Starting at the first line of the data below, retype every line up to and including the one containing "mac.update(message.as_bytes());".

=-=-=-=-=

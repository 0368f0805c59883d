//! # Stripe Webhook Verification
//!
//! Signature verification and event parsing for Stripe webhooks. The
//! reconciler only ever finalizes orders from events that pass this
//! verification — the browser redirect alone is never trusted as proof
//! of payment.

use chrono::{DateTime, Utc};
use serde::Deserialize;
use store_core::{PaymentEvent, PaymentEventKind, StoreError, StoreResult};
use uuid::Uuid;

/// Signature timestamp tolerance, in seconds
const TIMESTAMP_TOLERANCE_SECS: i64 = 300;

pub(crate) struct SignatureHeader {
    pub timestamp: i64,
    pub signatures: Vec<String>,
}

/// Parse Stripe's `Stripe-Signature` header: `t=<ts>,v1=<sig>[,v1=<sig>...]`
pub(crate) fn parse_signature_header(header: &str) -> StoreResult<SignatureHeader> {
    let mut timestamp = None;
    let mut signatures = Vec::new();

    for part in header.split(',') {
        let kv: Vec<&str> = part.split('=').collect();
        if kv.len() != 2 {
            continue;
        }
        match kv[0] {
            "t" => {
                timestamp = kv[1].parse().ok();
            }
            "v1" => {
                signatures.push(kv[1].to_string());
            }
            _ => {}
        }
    }

    let timestamp = timestamp.ok_or_else(|| {
        StoreError::WebhookVerification("missing timestamp in signature".to_string())
    })?;

    if signatures.is_empty() {
        return Err(StoreError::WebhookVerification(
            "no v1 signature found".to_string(),
        ));
    }

    Ok(SignatureHeader {
        timestamp,
        signatures,
    })
}

pub(crate) fn compute_hmac_sha256(secret: &str, message: &str) -> String {
    use hmac::{Hmac, Mac};
    use sha2::Sha256;

    type HmacSha256 = Hmac<Sha256>;

    let mut mac =
        HmacSha256::new_from_slice(secret.as_bytes()).expect("HMAC can take key of any size");
    mac.update(message.as_bytes());
    hex::encode(mac.finalize().into_bytes())
}

pub(crate) fn constant_time_compare(a: &str, b: &str) -> bool {
    if a.len() != b.len() {
        return false;
    }
    a.bytes()
        .zip(b.bytes())
        .fold(0, |acc, (x, y)| acc | (x ^ y))
        == 0
}

/// Verify the signature header against the payload, then parse the event.
pub(crate) fn verify_and_parse(
    webhook_secret: &str,
    payload: &[u8],
    signature: &str,
) -> StoreResult<PaymentEvent> {
    let sig_parts = parse_signature_header(signature)?;

    let now = Utc::now().timestamp();
    if (now - sig_parts.timestamp).abs() > TIMESTAMP_TOLERANCE_SECS {
        return Err(StoreError::WebhookVerification(
            "timestamp outside tolerance".to_string(),
        ));
    }

    let signed_payload = format!(
        "{}.{}",
        sig_parts.timestamp,
        String::from_utf8_lossy(payload)
    );
    let expected = compute_hmac_sha256(webhook_secret, &signed_payload);

    let valid = sig_parts
        .signatures
        .iter()
        .any(|sig| constant_time_compare(sig, &expected));

    if !valid {
        return Err(StoreError::WebhookVerification(
            "signature mismatch".to_string(),
        ));
    }

    parse_event(payload)
}

/// Parse a verified webhook payload into a `PaymentEvent`
pub(crate) fn parse_event(payload: &[u8]) -> StoreResult<PaymentEvent> {
    let event: StripeWebhookEvent = serde_json::from_slice(payload)
        .map_err(|e| StoreError::WebhookParse(format!("failed to parse webhook: {}", e)))?;

    let kind = match event.event_type.as_str() {
        "checkout.session.completed" => PaymentEventKind::SessionCompleted,
        "checkout.session.expired" => PaymentEventKind::SessionExpired,
        "payment_intent.payment_failed" => PaymentEventKind::PaymentFailed,
        other => PaymentEventKind::Unknown(other.to_string()),
    };

    let object = &event.data.object;

    let session_id = object.get("id").and_then(|v| v.as_str()).map(String::from);

    // the order id the orchestrator stashed in session metadata
    let order_id = object
        .get("metadata")
        .and_then(|m| m.get("order_id"))
        .and_then(|v| v.as_str())
        .and_then(|s| Uuid::parse_str(s).ok());

    let amount_total = object.get("amount_total").and_then(|v| v.as_i64());

    let payment_status = object
        .get("payment_status")
        .and_then(|v| v.as_str())
        .map(String::from);

    Ok(PaymentEvent {
        event_id: event.id,
        kind,
        session_id,
        order_id,
        amount_total,
        payment_status,
        timestamp: DateTime::from_timestamp(event.created, 0).unwrap_or_else(Utc::now),
    })
}

#[derive(Debug, Deserialize)]
struct StripeWebhookEvent {
    id: String,
    #[serde(rename = "type")]
    event_type: String,
    created: i64,
    data: StripeEventData,
}

#[derive(Debug, Deserialize)]
struct StripeEventData {
    object: serde_json::Map<String, serde_json::Value>,
}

=-=-=-=-=

:: ANSWER SPACE ::
repository 0368f0805c59883d
//! # Stripe Webhook Verification
//!
//! Signature verification and event parsing for Stripe webhooks. The
//! reconciler only ever finalizes orders from events that pass this
//! verification — the browser redirect alone is never trusted as proof
//! of payment.

use chrono::{DateTime, Utc};
use serde::Deserialize;
use store_core::{PaymentEvent, PaymentEventKind, StoreError, StoreResult};
use uuid::Uuid;

/// Signature timestamp tolerance, in seconds
const TIMESTAMP_TOLERANCE_SECS: i64 = 300;

pub(crate) struct SignatureHeader {
    pub timestamp: i64,
    pub signatures: Vec<String>,
}

/// Parse Stripe's `Stripe-Signature` header: `t=<ts>,v1=<sig>[,v1=<sig>...]`
pub(crate) fn parse_signature_header(header: &str) -> StoreResult<SignatureHeader> {
    let mut timestamp = None;
    let mut signatures = Vec::new();

    for part in header.split(',') {
        let kv: Vec<&str> = part.split('=').collect();
        if kv.len() != 2 {
            continue;
        }
        match kv[0] {
            "t" => {
                timestamp = kv[1].parse().ok();
            }
            "v1" => {
                signatures.push(kv[1].to_string());
            }
            _ => {}
        }
    }

    let timestamp = timestamp.ok_or_else(|| {
        StoreError::WebhookVerification("missing timestamp in signature".to_string())
    })?;

    if signatures.is_empty() {
        return Err(StoreError::WebhookVerification(
            "no v1 signature found".to_string(),
        ));
    }

    Ok(SignatureHeader {
        timestamp,
        signatures,
    })
}

pub(crate) fn compute_hmac_sha256(secret: &str, message: &str) -> String {
    use hmac::{Hmac, Mac};
    use sha2::Sha256;

    type HmacSha256 = Hmac<Sha256>;

    let mut mac =
        HmacSha256::new_from_slice(secret.as_bytes()).expect("HMAC can take key of any size");
    mac.update(message.as_bytes());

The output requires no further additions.